In Wilson v. Los Angeles County Employees Assn., 127 Cal.App.2d 285, 289 [273 P.2d 824], the court stated that it is the duty of the clerk to enter the judgment in the judgment book and until entered it is not effectual for any
purpose, that at any time before a judgment is entered a court may change its conclusion of law and enter a judgment different from that first announced, and that the entry of a judgment is the initial point from which rights arise thereunder for the commencement of various acts and for the tolling of other rights.
At the time that the constable acted upon the release of the airplane there was no effective stay. As said in Messenkop v Duffield, 211 Cal. 222, at page 225 [294 P. 715]: “The effect of a supersedeas is not to undo what has already been done, but to hold matters in the same condition as they existed at the time the stay became effective.”
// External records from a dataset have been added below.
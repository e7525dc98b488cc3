use super::{DataObject, ResolvedHead, Value};
use crate::error::DataError;
use serde::{Deserialize, Serialize};

/// A `DataObject` backed by a `serde_json::Value`.
///
/// Paths are dot-separated; a numeric segment indexes into an array. This is
/// the data model used when bundles are decoded and by the CLI.
#[derive(Debug, Clone, PartialEq, Serialize, Deserialize)]
#[serde(transparent)]
pub struct JsonObject {
    root: serde_json::Value,
}

impl JsonObject {
    pub fn new(root: serde_json::Value) -> Self {
        Self { root }
    }

    /// Shorthand for building a populated data slot.
    pub fn boxed(root: serde_json::Value) -> Box<dyn DataObject> {
        Box::new(Self::new(root))
    }

    pub fn as_json(&self) -> &serde_json::Value {
        &self.root
    }

    /// Parses a JSON array into data slots. `null` entries become empty slots.
    pub fn slots_from_json(json: serde_json::Value) -> Vec<Option<Box<dyn DataObject>>> {
        match json {
            serde_json::Value::Array(items) => items
                .into_iter()
                .map(|item| match item {
                    serde_json::Value::Null => None,
                    other => Some(Self::boxed(other)),
                })
                .collect(),
            serde_json::Value::Null => Vec::new(),
            other => vec![Some(Self::boxed(other))],
        }
    }

    fn segments(path: &str) -> impl Iterator<Item = &str> {
        path.split('.').filter(|s| !s.is_empty())
    }

    fn step<'a>(node: &'a serde_json::Value, segment: &str) -> Option<&'a serde_json::Value> {
        match node {
            serde_json::Value::Object(map) => map.get(segment),
            serde_json::Value::Array(items) => {
                segment.parse::<usize>().ok().and_then(|i| items.get(i))
            }
            _ => None,
        }
    }

    fn lookup(&self, path: &str) -> Option<&serde_json::Value> {
        Self::segments(path).try_fold(&self.root, |node, segment| Self::step(node, segment))
    }
}

impl DataObject for JsonObject {
    fn resolve(&self, path: &str) -> Value {
        match self.lookup(path) {
            Some(found) => Value::from(found.clone()),
            None => Value::Undefined,
        }
    }

    fn resolve_assign(&mut self, path: &str, value: Value) -> Result<(), DataError> {
        let segments: Vec<&str> = Self::segments(path).collect();
        let Some((last, leading)) = segments.split_last() else {
            return Err(DataError::EmptyPath(path.to_string()));
        };

        let mut node = &mut self.root;
        for segment in leading {
            node = match node {
                serde_json::Value::Object(map) => map
                    .entry(segment.to_string())
                    .or_insert_with(|| serde_json::Value::Object(Default::default())),
                serde_json::Value::Array(items) => {
                    let index =
                        segment
                            .parse::<usize>()
                            .map_err(|_| DataError::InvalidSegment {
                                path: path.to_string(),
                                segment: segment.to_string(),
                            })?;
                    items.get_mut(index).ok_or_else(|| DataError::InvalidSegment {
                        path: path.to_string(),
                        segment: segment.to_string(),
                    })?
                }
                _ => {
                    return Err(DataError::NotAContainer {
                        path: path.to_string(),
                        segment: segment.to_string(),
                    });
                }
            };
        }

        match node {
            serde_json::Value::Object(map) => {
                match value.to_json() {
                    Some(json) => map.insert(last.to_string(), json),
                    None => map.remove(*last),
                };
                Ok(())
            }
            serde_json::Value::Array(items) => {
                let index = last
                    .parse::<usize>()
                    .ok()
                    .filter(|i| *i < items.len())
                    .ok_or_else(|| DataError::InvalidSegment {
                        path: path.to_string(),
                        segment: last.to_string(),
                    })?;
                items[index] = value.to_json().unwrap_or(serde_json::Value::Null);
                Ok(())
            }
            _ => Err(DataError::NotAContainer {
                path: path.to_string(),
                segment: last.to_string(),
            }),
        }
    }

    fn resolve_head(&self, path: &str) -> ResolvedHead {
        let (head, tail) = match path.rsplit_once('.') {
            Some((head, tail)) => (head, tail),
            None => ("", path),
        };
        ResolvedHead {
            value: self.resolve(head),
            tail: tail.to_string(),
        }
    }

    fn clone_object(&self) -> Box<dyn DataObject> {
        Box::new(self.clone())
    }

    fn keys(&self) -> Vec<String> {
        match &self.root {
            serde_json::Value::Object(map) => map.keys().cloned().collect(),
            _ => Vec::new(),
        }
    }

    fn remove_key(&mut self, key: &str) {
        if let serde_json::Value::Object(map) = &mut self.root {
            map.remove(key);
        }
    }

    fn to_json(&self) -> serde_json::Value {
        self.root.clone()
    }

    fn length(&self) -> Option<usize> {
        Value::from(self.root.clone()).length()
    }
}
In Craig v. Stansbury, 37 Cal.App. 668, 670 [174 P. 404], the court held that “the remedy by supersedeas is usually regarded as injunctive or prohibitive in character and not corrective.” The court further said at page 671: “The appellant presents to us no authority and shows us no good reason which point to the power in an appellate court to set aside, b supersedeas, an execution sale completed before the court acquired jurisdiction of any appeal from the judgment for the enforcement of which the sale was made.” And, that “Where an execution sale has been completed before an appeal has been taken from the judgment sought to be executed through such sale, any right of the judgment debtor to have the sale set aside must be enforced by appropriate proceeding in the trial court.” (P. 672.)
While the judgment may not have been considered legally entered until it was actually written in the judgment book, nevertheless, we are not in a position to issue a writ of supersedeas because the writ may not be employed for any purpose upon persons not parties to the judgment (Dulin v. Pacific Wood Coal Co., 98 Cal. 304, 307 [33 P. 123]), and issuing such a writ would not replace the airplane in the possession of the constable.
In Sun-Maid Raisin Growers v. Paul, 229 Cal.App.2d 368, at page 374 [40 Cal.Rptr. 352], it is said: “The issuance of a writ of supersedeas is not based on any statute, code section, or rule of court, but is within the inherent power of the court. [Citations.] The issuance is a matter of sound discretion. . . .”
The application for the writ is denied.
Conley, P.J., concurred.
Stone, J., deeming himself disqualified, did not participate.